Tuesday, June 2, 2015

keeping up appearances

It's probably unfair to single them out with a broad brush, but when I hear the phrase "keeping up appearances" I think of the British and the Japanese as being first in line. As I say ... unfair, though not entirely wrong.

What brought this to mind was re-watching an episode of "Foyle's War," a British TV serial about a police detective during World War II. The episode, "White Feather," was peppered with an upper-crust aristocracy that was hip-deep in sympathizing with Nazi Germany. These were well-educated and well-coiffed individuals keenly aware of their stature and status.

Stature and status and "keeping up appearances." You know ... "face."

Does it occur to anyone else as it does to me that the whole of spiritual endeavor might be reduced to the longing to stop keeping up appearances, of whatever sort? What might life be like if all of my politesse and considered judgments and loves and hates and beliefs just dropped away? Wouldn't life be lighter and less freighted and more straightforward and, in the end, easier?

"Keeping up appearances" has its social usefulnesses, not the least of which is to bolster whatever good opinion I might have of myself. Without such social veils, well, who knows ... maybe I'd just be a self-centered boor and a threat to civil society and friendless. So it's spooky, on the one hand -- letting go of the appearances I have chosen -- but the notion nudges and nags: It all gets so cumbersome after a while.

Oh goody, for example: I'm interested in spiritual endeavor and choose to take some aspects of it quite seriously. But do I really need to "tote that barge and lift that bale?" My interest may be adjudged better than becoming a serial killer, but in the end, isn't this version of keeping up appearances more burden than blessing? If you call the ocean "the ocean," is the ocean improved? Does it accede? Does it rebuke? Does the ocean bulk up as it keeps up appearances?

Keeping up appearances has its pluses and minuses, but it does strike me as a habit, whether in the stature and status of British aristocracy or the rigidities of a Japanese silence or just the go-along-to-get-along world. Everyone has a program. My question is merely what it might be like -- whether whoopie or yikes -- if the program were no longer turned on... or at least it were acknowledged that turning it on and turning it off was simply a choice that the chooser does not need to be a slave to what is just a choice.

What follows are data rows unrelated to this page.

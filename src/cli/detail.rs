use super::ui;
use crate::core::request::Transport;
use crate::core::stock::{Period, PriceSeries, StockCode, StockProfile};
use crate::store::{Phase, StockStore};
use comfy_table::Cell;
use tracing::info;

/// Number of most recent bars shown in the price table.
pub const PRICE_ROWS: usize = 10;

impl StockProfile {
    pub fn display_as_table(&self) -> String {
        let mut table = ui::new_styled_table();
        table.set_header(vec![ui::header_cell("項目"), ui::header_cell("値")]);

        // Absent fields are left out entirely
        if !self.current_price.is_absent() {
            table.add_row(vec![
                ui::label_cell("現在の株価"),
                ui::numeric_cell(self.current_price, ui::yen),
            ]);
        }
        if let Some(sector) = &self.sector {
            table.add_row(vec![ui::label_cell("業種"), Cell::new(sector)]);
        }
        if !self.market_cap.is_absent() {
            table.add_row(vec![
                ui::label_cell("時価総額"),
                ui::numeric_cell(self.market_cap, |m| {
                    format!("{}億円", ui::group_digits(m / 1e8, 2))
                }),
            ]);
        }
        if !self.per.is_absent() {
            table.add_row(vec![
                ui::label_cell("PER"),
                ui::numeric_cell(self.per, |v| format!("{v:.2}")),
            ]);
        }
        if !self.pbr.is_absent() {
            table.add_row(vec![
                ui::label_cell("PBR"),
                ui::numeric_cell(self.pbr, |v| format!("{v:.2}")),
            ]);
        }

        format!(
            "{} ({})\n{}",
            ui::style_text(&self.name, ui::StyleType::Title),
            self.code,
            table
        )
    }
}

impl PriceSeries {
    /// Most recent `rows` bars, oldest first.
    pub fn display_as_table(&self, rows: usize) -> String {
        if self.prices.is_empty() {
            return "データがありません".to_string();
        }

        let mut table = ui::new_styled_table();
        table.set_header(vec![
            ui::header_cell("日付"),
            ui::header_cell("始値"),
            ui::header_cell("高値"),
            ui::header_cell("安値"),
            ui::header_cell("終値"),
            ui::header_cell("出来高"),
        ]);

        let skip = self.prices.len().saturating_sub(rows);
        for point in self.prices.iter().skip(skip) {
            table.add_row(vec![
                Cell::new(point.date.format("%Y-%m-%d")),
                ui::price_cell(point.open),
                ui::price_cell(point.high),
                ui::price_cell(point.low),
                ui::price_cell(point.close),
                Cell::new(ui::format_number(point.volume, |v| ui::group_digits(v, 0))),
            ]);
        }

        format!(
            "期間: {} ({}件)\n{}",
            self.period.label(),
            self.prices.len(),
            table
        )
    }
}

/// One stock page: owns its store and the selected period. Closing the view
/// resets the store.
pub struct StockDetailView<T: Transport> {
    store: StockStore<T>,
    code: StockCode,
    period: Period,
}

impl<T: Transport> StockDetailView<T> {
    pub fn new(store: StockStore<T>, code: StockCode, period: Period) -> Self {
        Self {
            store,
            code,
            period,
        }
    }

    pub fn store(&self) -> &StockStore<T> {
        &self.store
    }

    pub fn code(&self) -> &StockCode {
        &self.code
    }

    pub fn period(&self) -> Period {
        self.period
    }

    /// Loads profile and prices together.
    pub async fn open(&self) {
        info!(code = %self.code, period = %self.period, "Opening stock page");
        futures::join!(
            self.store.fetch_profile(&self.code),
            self.store.fetch_prices(&self.code, Some(self.period))
        );
    }

    /// Switches period and reloads only the price series.
    pub async fn change_period(&mut self, period: Period) {
        self.period = period;
        self.store.fetch_prices(&self.code, Some(period)).await;
    }

    pub async fn evaluate(&self) {
        self.store
            .request_evaluation(&self.code, Some(self.period))
            .await;
    }

    /// Retries whatever failed, with the same parameters as before.
    pub async fn retry(&self) {
        let profile_failed = self.store.profile().phase() == Phase::Failed;
        let prices_failed = self.store.prices().phase() == Phase::Failed;
        let evaluation_failed = self.store.evaluation().phase() == Phase::Failed;
        futures::join!(
            async {
                if profile_failed {
                    self.store.retry_profile().await;
                }
            },
            async {
                if prices_failed {
                    self.store.retry_prices().await;
                }
            },
            async {
                if evaluation_failed {
                    self.store.retry_evaluation().await;
                }
            }
        );
    }

    pub fn close(&self) {
        info!(code = %self.code, "Closing stock page");
        self.store.reset();
    }

    /// Renders the page from the current store state.
    pub fn render(&self) -> String {
        let profile = self.store.profile();
        if let Some(error) = &profile.error {
            return render_error(error);
        }
        let Some(stock) = &profile.value else {
            return if profile.loading {
                "読み込み中...".to_string()
            } else {
                "銘柄情報が見つかりません".to_string()
            };
        };

        let mut output = stock.display_as_table();

        let prices = self.store.prices();
        if let Some(error) = &prices.error {
            output.push_str("\n\n");
            output.push_str(&render_error(error));
        } else if let Some(series) = &prices.value {
            output.push_str("\n\n");
            output.push_str(&series.display_as_table(PRICE_ROWS));
        }

        let evaluation = self.store.evaluation();
        if let Some(error) = &evaluation.error {
            output.push_str("\n\n");
            output.push_str(&render_error(error));
        } else if let Some(result) = &evaluation.value {
            output.push_str("\n\n");
            output.push_str(&result.display_as_report());
        } else if evaluation.loading {
            output.push_str("\n\n評価中...");
        }

        output
    }
}

/// Loads a stock page once and renders it.
pub async fn run_show<T: Transport>(view: StockDetailView<T>) -> String {
    let spinner = ui::new_spinner("読み込み中...");
    view.open().await;
    spinner.finish_and_clear();

    let output = view.render();
    view.close();
    output
}

/// Loads a stock page and runs an evaluation for the selected period.
pub async fn run_evaluate<T: Transport>(view: StockDetailView<T>) -> String {
    let spinner = ui::new_spinner("評価中...");
    futures::join!(view.open(), view.evaluate());
    spinner.finish_and_clear();

    let output = view.render();
    view.close();
    output
}

pub fn render_error(message: &str) -> String {
    format!(
        "{}\n{}",
        ui::style_text(message, ui::StyleType::Error),
        ui::style_text("再試行するにはもう一度実行してください", ui::StyleType::Subtle)
    )
}

#[cfg(test)]
mod tests {
    use super::*;
    use crate::core::error::TransportError;
    use crate::core::request::{RawRequest, RawResponse};
    use crate::store::SettlementPolicy;
    use async_trait::async_trait;
    use std::sync::{Arc, Mutex};

    /// Serves fixed bodies by path and records the requests it saw.
    struct FakeBackend {
        fail_profile: bool,
        seen: Mutex<Vec<String>>,
    }

    #[async_trait]
    impl Transport for FakeBackend {
        async fn send(&self, request: &RawRequest) -> Result<RawResponse, TransportError> {
            let path = request.path();
            let period = request.query_value("period").unwrap_or("1y").to_string();
            self.seen
                .lock()
                .unwrap()
                .push(format!("{} {}", request.method, path));

            let body = match path.as_str() {
                "/stocks/7203" if self.fail_profile => {
                    return Ok(RawResponse {
                        status: 500,
                        body: r#"{"error": {"message": "サーバーエラー"}}"#.to_string(),
                    });
                }
                "/stocks/7203" => r#"{"code": "7203", "name": "トヨタ自動車", "sector": "自動車",
                    "market_cap": 35000000000000, "current_price": "2500", "per": null}"#
                    .to_string(),
                "/stocks/7203/prices" => format!(
                    r#"{{"stock_code": "7203", "stock_name": "トヨタ自動車", "period": "{period}",
                        "prices": [{{"date": "2024-01-04", "open": 1, "high": 2, "low": 1, "close": "1.5", "volume": 10}}]}}"#
                ),
                _ => return Err(TransportError::Network("unreachable".into())),
            };
            Ok(RawResponse { status: 200, body })
        }
    }

    fn view_with_backend(fail_profile: bool) -> (StockDetailView<Arc<FakeBackend>>, Arc<FakeBackend>) {
        let backend = Arc::new(FakeBackend {
            fail_profile,
            seen: Mutex::new(Vec::new()),
        });
        let view = StockDetailView::new(
            StockStore::from_transport(Arc::clone(&backend), SettlementPolicy::LastSettled),
            StockCode::new("7203").unwrap(),
            Period::OneYear,
        );
        (view, backend)
    }

    fn view(fail_profile: bool) -> StockDetailView<Arc<FakeBackend>> {
        view_with_backend(fail_profile).0
    }

    #[tokio::test]
    async fn test_open_renders_profile_and_prices() {
        let view = view(false);
        assert_eq!(view.render(), "銘柄情報が見つかりません");

        view.open().await;
        let page = view.render();
        assert!(page.contains("トヨタ自動車"));
        assert!(page.contains("350,000.00億円"));
        assert!(page.contains("2,500.00円"));
        assert!(!page.contains("PER"));
        assert!(page.contains("2024-01-04"));
        assert!(page.contains("1.50"));
    }

    #[tokio::test]
    async fn test_change_period_refetches_prices_only() {
        let (mut view, backend) = view_with_backend(false);
        view.open().await;
        view.change_period(Period::OneWeek).await;

        assert_eq!(view.period(), Period::OneWeek);
        let series = view.store().prices().value.unwrap();
        assert_eq!(series.period, Period::OneWeek);

        let seen = backend.seen.lock().unwrap().clone();
        let profile_requests = seen.iter().filter(|r| *r == "GET /stocks/7203").count();
        let price_requests = seen
            .iter()
            .filter(|r| *r == "GET /stocks/7203/prices")
            .count();
        assert_eq!(profile_requests, 1);
        assert_eq!(price_requests, 2);
    }

    #[tokio::test]
    async fn test_failed_profile_renders_error() {
        let view = view(true);
        view.open().await;
        let page = view.render();
        assert!(page.contains("サーバーエラー"));

        // Dismissing the banner leaves no profile to show
        view.store().clear_profile_error();
        assert_eq!(view.render(), "銘柄情報が見つかりません");
    }

    #[tokio::test]
    async fn test_evaluation_failure_is_contained() {
        let view = view(false);
        view.open().await;
        view.evaluate().await;

        let page = view.render();
        assert!(page.contains("unreachable"));
        assert!(page.contains("トヨタ自動車"));

        view.retry().await;
        assert!(view.store().evaluation().error.is_some());
    }

    #[tokio::test]
    async fn test_close_resets_store() {
        let view = view(false);
        view.open().await;
        view.close();
        assert!(view.store().profile().value.is_none());
        assert!(view.store().prices().value.is_none());
    }

    #[test]
    fn test_unparseable_field_shown_absent_field_hidden() {
        let profile: StockProfile = serde_json::from_str(
            r#"{"code": "7203", "name": "トヨタ自動車", "per": "n/a", "pbr": null}"#,
        )
        .unwrap();
        let table = profile.display_as_table();
        assert!(table.contains("PER"));
        assert!(table.contains("N/A"));
        assert!(!table.contains("PBR"));
        assert!(!table.contains("時価総額"));
    }

    #[test]
    fn test_empty_series_message() {
        let series: PriceSeries = serde_json::from_str(
            r#"{"stock_code": "7203", "stock_name": "トヨタ自動車", "period": "1d", "prices": []}"#,
        )
        .unwrap();
        assert_eq!(series.display_as_table(PRICE_ROWS), "データがありません");
    }
}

Kind of like skinny-dipping at last.

1 comment:

  1. When i received my rakusu, my teacher introduced me to the room as "a what you see is what you get" kind of guy. For some reason i felt complemented.

    But what i'm reminded of by the phrase is the britcom Keeping Up Appearances, described as "A snobbish housewife is determined to climb the social ladder, in spite of her family's working class connections and the constant chagrin of her long suffering husband." Among others, this show is an old friend.